Timing in with Miami Real Estate Market’s Boom and Bust

The year is 2005 and it was all the way living, it was some good years for the overall real estate market and it was a fun time for investors, developers and the buyers as well. Looking back when this was Boomtown in 2005, when ABC News did that first story, it met a young real estate lawyer and speculator named Richard DeNapoli. He’d bought four condos worth $1 million with a $200,000 down payment. DeNapoli was banking on a $400,000 profit for his four condos. And according to him it was on of his business highlights.

But today, those condos are nearing completion, and his expectations are more modest. DeNapoli has flipped his four units to other Florida home mortgage loan applicants, but for less than he’d hoped. Because he bought in early enough he’ll make a $275,000 profit and that is a big maybe. The worst-case scenario, he said, would be to break even or have to buy and then rent the units he speculated on. That is what this high-low movement of the real estate market is going. “It’s a stalemate right now,” DeNapoli said, “between buyers who have a lot of supply to look at and sellers who don’t want to budge on their asking prices.” Obviously he can’t believe the movement either.

Ok looking back in 2005 again, “The equation is that you have speculators buying units, and they’re trying to flip their contract to other speculators who in turn are trying to flip their contract to other speculators,” Jack Winston, an analyst with Goodkin consulting, saw a boom based on shaky foundations.” He also said at the time. “Somewhere along the line, you are going to run out of speculators.” Now, Winston is saying: I told you so. And I think that is fact considering the market’s state right now. It is unavoidable thus reality strikes in.

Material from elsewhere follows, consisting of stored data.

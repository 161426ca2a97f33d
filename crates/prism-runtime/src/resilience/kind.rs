//! The closed error taxonomy.

use serde::{Deserialize, Serialize};
use std::fmt;

/// Classification of a failure.
///
/// Anything that does not fit one of the named kinds is `Unknown`.
#[derive(Debug, Clone, Copy, PartialEq, Eq, Hash, PartialOrd, Ord, Serialize, Deserialize)]
pub enum ErrorKind {
    /// A template body failed structural validation or could not be parsed
    #[serde(rename = "template-parse-error")]
    TemplateParse,

    /// A caller flagged a specific variable path as unresolvable
    #[serde(rename = "variable-substitution-error")]
    VariableSubstitution,

    /// Caller-level input failed its own rules
    #[serde(rename = "validation-error")]
    Validation,

    /// A named setting holds an invalid value
    #[serde(rename = "configuration-error")]
    Configuration,

    /// No template matches the requested identifier
    #[serde(rename = "prompt-not-found")]
    PromptNotFound,

    #[serde(rename = "unknown")]
    Unknown,
}

impl ErrorKind {
    /// Every kind, in declaration order.
    pub const ALL: [ErrorKind; 6] = [
        ErrorKind::TemplateParse,
        ErrorKind::VariableSubstitution,
        ErrorKind::Validation,
        ErrorKind::Configuration,
        ErrorKind::PromptNotFound,
        ErrorKind::Unknown,
    ];

    pub fn as_str(&self) -> &'static str {
        match self {
            ErrorKind::TemplateParse => "template-parse-error",
            ErrorKind::VariableSubstitution => "variable-substitution-error",
            ErrorKind::Validation => "validation-error",
            ErrorKind::Configuration => "configuration-error",
            ErrorKind::PromptNotFound => "prompt-not-found",
            ErrorKind::Unknown => "unknown",
        }
    }

    /// Map a kind code to a kind. Unrecognized codes map to `Unknown`.
    pub fn from_code(code: &str) -> Self {
        Self::ALL
            .into_iter()
            .find(|kind| kind.as_str() == code)
            .unwrap_or(ErrorKind::Unknown)
    }
}

impl fmt::Display for ErrorKind {
    fn fmt(&self, f: &mut fmt::Formatter<'_>) -> fmt::Result {
        f.write_str(self.as_str())
    }
}

#[cfg(test)]
mod tests {
    use super::*;

    #[test]
    fn test_codes_round_trip() {
        for kind in ErrorKind::ALL {
            assert_eq!(ErrorKind::from_code(kind.as_str()), kind);
        }
    }

    #[test]
    fn test_unrecognized_code_is_unknown() {
        assert_eq!(ErrorKind::from_code("disk-on-fire"), ErrorKind::Unknown);
        assert_eq!(ErrorKind::from_code(""), ErrorKind::Unknown);
    }

    #[test]
    fn test_serde_uses_codes() {
        let json = serde_json::to_string(&ErrorKind::PromptNotFound).unwrap();
        assert_eq!(json, "\"prompt-not-found\"");
    }
}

He continue saying that “Basically, we predicted at that time it was pretty close to a Ponzi scheme.” And adds, “And the last person is the one who gets hurt. And that’s basically what happened here.” Winston and others estimate that 70 percent of the Miami condo market was driven by those speculators in search of quick profits. “Probably some time around
September or November of 2005, it was as if someone turned off the spigot,” he says. “Since that time, new sales at condominium projects have come to a halt, practically a stand still.” It is more to a fault that the market is in a stand still mode and has been there for some reasons as well. The lesson on this is learned for sure. Analyzing the past few years of the market and its state now, it is hard to compare but the difference is obviously seen.